*** Opening Information given ***

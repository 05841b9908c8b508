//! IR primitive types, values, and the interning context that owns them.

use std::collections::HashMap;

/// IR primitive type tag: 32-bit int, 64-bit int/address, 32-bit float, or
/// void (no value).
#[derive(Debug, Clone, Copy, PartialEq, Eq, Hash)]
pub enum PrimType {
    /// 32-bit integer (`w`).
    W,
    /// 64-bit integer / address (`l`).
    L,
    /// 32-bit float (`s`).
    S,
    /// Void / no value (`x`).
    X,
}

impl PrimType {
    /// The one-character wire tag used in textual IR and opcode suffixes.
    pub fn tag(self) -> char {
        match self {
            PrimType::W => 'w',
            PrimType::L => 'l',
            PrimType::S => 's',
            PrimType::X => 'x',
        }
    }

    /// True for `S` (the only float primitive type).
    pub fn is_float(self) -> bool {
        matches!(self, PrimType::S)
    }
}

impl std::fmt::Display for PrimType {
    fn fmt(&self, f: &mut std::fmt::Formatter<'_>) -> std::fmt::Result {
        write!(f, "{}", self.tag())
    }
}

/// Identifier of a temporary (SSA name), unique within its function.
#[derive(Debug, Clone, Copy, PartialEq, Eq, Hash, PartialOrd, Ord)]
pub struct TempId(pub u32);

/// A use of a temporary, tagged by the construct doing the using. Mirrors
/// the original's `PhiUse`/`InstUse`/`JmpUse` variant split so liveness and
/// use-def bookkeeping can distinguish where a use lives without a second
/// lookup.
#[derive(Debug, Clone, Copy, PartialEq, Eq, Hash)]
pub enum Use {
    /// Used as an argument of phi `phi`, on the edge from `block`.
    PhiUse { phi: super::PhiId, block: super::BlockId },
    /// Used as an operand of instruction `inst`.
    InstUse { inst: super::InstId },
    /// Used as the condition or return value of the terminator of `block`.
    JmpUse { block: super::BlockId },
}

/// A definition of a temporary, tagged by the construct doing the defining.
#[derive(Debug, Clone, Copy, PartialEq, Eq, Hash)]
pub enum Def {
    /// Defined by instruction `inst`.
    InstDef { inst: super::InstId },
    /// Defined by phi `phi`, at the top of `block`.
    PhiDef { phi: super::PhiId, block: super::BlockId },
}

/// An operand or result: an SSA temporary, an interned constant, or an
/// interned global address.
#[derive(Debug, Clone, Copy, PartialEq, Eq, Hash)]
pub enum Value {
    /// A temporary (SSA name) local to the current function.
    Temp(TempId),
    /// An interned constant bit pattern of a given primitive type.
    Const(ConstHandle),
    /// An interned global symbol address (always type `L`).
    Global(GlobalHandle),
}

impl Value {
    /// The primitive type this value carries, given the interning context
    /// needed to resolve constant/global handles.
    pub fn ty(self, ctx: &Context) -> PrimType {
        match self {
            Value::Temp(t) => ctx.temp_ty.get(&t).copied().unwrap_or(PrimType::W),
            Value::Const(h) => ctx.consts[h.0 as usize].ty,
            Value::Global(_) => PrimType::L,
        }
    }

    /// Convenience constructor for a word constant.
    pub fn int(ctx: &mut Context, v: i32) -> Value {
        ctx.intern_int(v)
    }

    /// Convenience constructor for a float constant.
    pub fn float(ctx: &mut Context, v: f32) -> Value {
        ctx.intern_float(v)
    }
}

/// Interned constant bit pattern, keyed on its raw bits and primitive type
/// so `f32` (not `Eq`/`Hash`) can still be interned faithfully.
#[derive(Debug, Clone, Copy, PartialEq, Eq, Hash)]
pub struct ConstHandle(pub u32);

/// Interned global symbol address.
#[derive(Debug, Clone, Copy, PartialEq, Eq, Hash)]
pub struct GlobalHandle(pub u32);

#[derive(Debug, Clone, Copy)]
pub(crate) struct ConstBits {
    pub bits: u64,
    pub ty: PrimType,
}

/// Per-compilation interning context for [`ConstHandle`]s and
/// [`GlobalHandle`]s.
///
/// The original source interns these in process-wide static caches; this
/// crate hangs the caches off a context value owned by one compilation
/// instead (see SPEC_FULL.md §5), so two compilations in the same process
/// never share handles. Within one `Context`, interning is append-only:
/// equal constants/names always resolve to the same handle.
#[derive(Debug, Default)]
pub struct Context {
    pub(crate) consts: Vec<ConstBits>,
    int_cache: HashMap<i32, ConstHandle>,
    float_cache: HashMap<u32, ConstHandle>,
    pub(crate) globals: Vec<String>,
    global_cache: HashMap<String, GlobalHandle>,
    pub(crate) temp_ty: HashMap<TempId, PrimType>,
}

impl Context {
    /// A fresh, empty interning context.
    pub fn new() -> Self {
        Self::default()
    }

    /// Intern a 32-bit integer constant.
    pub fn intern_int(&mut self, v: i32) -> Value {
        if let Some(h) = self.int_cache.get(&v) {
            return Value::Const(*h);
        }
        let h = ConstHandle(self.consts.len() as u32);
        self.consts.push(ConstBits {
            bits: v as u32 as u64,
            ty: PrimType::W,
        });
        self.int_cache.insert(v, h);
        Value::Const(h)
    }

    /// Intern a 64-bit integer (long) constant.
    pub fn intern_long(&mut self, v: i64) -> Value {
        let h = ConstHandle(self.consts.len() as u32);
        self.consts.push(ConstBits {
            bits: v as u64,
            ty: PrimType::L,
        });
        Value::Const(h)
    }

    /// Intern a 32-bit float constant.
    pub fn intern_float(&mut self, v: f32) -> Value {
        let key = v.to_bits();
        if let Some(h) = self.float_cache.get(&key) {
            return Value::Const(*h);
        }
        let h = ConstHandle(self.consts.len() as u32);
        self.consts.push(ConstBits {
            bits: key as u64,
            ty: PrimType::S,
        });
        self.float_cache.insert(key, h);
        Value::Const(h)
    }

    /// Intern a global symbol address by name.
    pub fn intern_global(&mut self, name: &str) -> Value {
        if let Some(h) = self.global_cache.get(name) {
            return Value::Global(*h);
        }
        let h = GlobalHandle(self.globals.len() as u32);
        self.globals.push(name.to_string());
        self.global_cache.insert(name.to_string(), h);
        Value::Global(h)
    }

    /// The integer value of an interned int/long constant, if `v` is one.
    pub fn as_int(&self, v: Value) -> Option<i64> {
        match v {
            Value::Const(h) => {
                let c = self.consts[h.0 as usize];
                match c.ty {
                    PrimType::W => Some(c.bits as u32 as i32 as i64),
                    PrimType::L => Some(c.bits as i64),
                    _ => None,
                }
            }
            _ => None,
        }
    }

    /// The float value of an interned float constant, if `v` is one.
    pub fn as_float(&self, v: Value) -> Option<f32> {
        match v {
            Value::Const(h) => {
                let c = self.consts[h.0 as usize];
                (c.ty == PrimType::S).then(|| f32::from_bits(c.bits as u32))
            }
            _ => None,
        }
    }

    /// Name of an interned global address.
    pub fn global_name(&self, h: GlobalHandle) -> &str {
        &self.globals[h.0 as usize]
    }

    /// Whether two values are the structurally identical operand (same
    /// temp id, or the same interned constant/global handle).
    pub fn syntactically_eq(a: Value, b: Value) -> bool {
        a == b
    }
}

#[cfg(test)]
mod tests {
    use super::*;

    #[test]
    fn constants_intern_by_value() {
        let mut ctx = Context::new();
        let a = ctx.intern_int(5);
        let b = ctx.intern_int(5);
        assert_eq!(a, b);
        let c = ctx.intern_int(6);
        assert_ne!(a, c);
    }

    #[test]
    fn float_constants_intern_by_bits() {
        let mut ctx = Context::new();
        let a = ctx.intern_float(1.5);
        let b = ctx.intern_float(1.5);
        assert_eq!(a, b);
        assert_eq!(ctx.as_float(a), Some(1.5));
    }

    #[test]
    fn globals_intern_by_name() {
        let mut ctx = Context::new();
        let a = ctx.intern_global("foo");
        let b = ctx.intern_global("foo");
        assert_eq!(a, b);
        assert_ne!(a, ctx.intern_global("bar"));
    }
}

*** Closing Information given ***

**Exercise prompt**
Lines from the one containing "use super::*;" through the last line of the records, both included, are the only ones to print, each exactly as it is.

**Answer to this problem**
    use super::*;

    #[test]
    fn constants_intern_by_value() {
        let mut ctx = Context::new();
        let a = ctx.intern_int(5);
        let b = ctx.intern_int(5);
        assert_eq!(a, b);
        let c = ctx.intern_int(6);
        assert_ne!(a, c);
    }

    #[test]
    fn float_constants_intern_by_bits() {
        let mut ctx = Context::new();
        let a = ctx.intern_float(1.5);
        let b = ctx.intern_float(1.5);
        assert_eq!(a, b);
        assert_eq!(ctx.as_float(a), Some(1.5));
    }

    #[test]
    fn globals_intern_by_name() {
        let mut ctx = Context::new();
        let a = ctx.intern_global("foo");
        let b = ctx.intern_global("foo");
        assert_eq!(a, b);
        assert_ne!(a, ctx.intern_global("bar"));
    }
}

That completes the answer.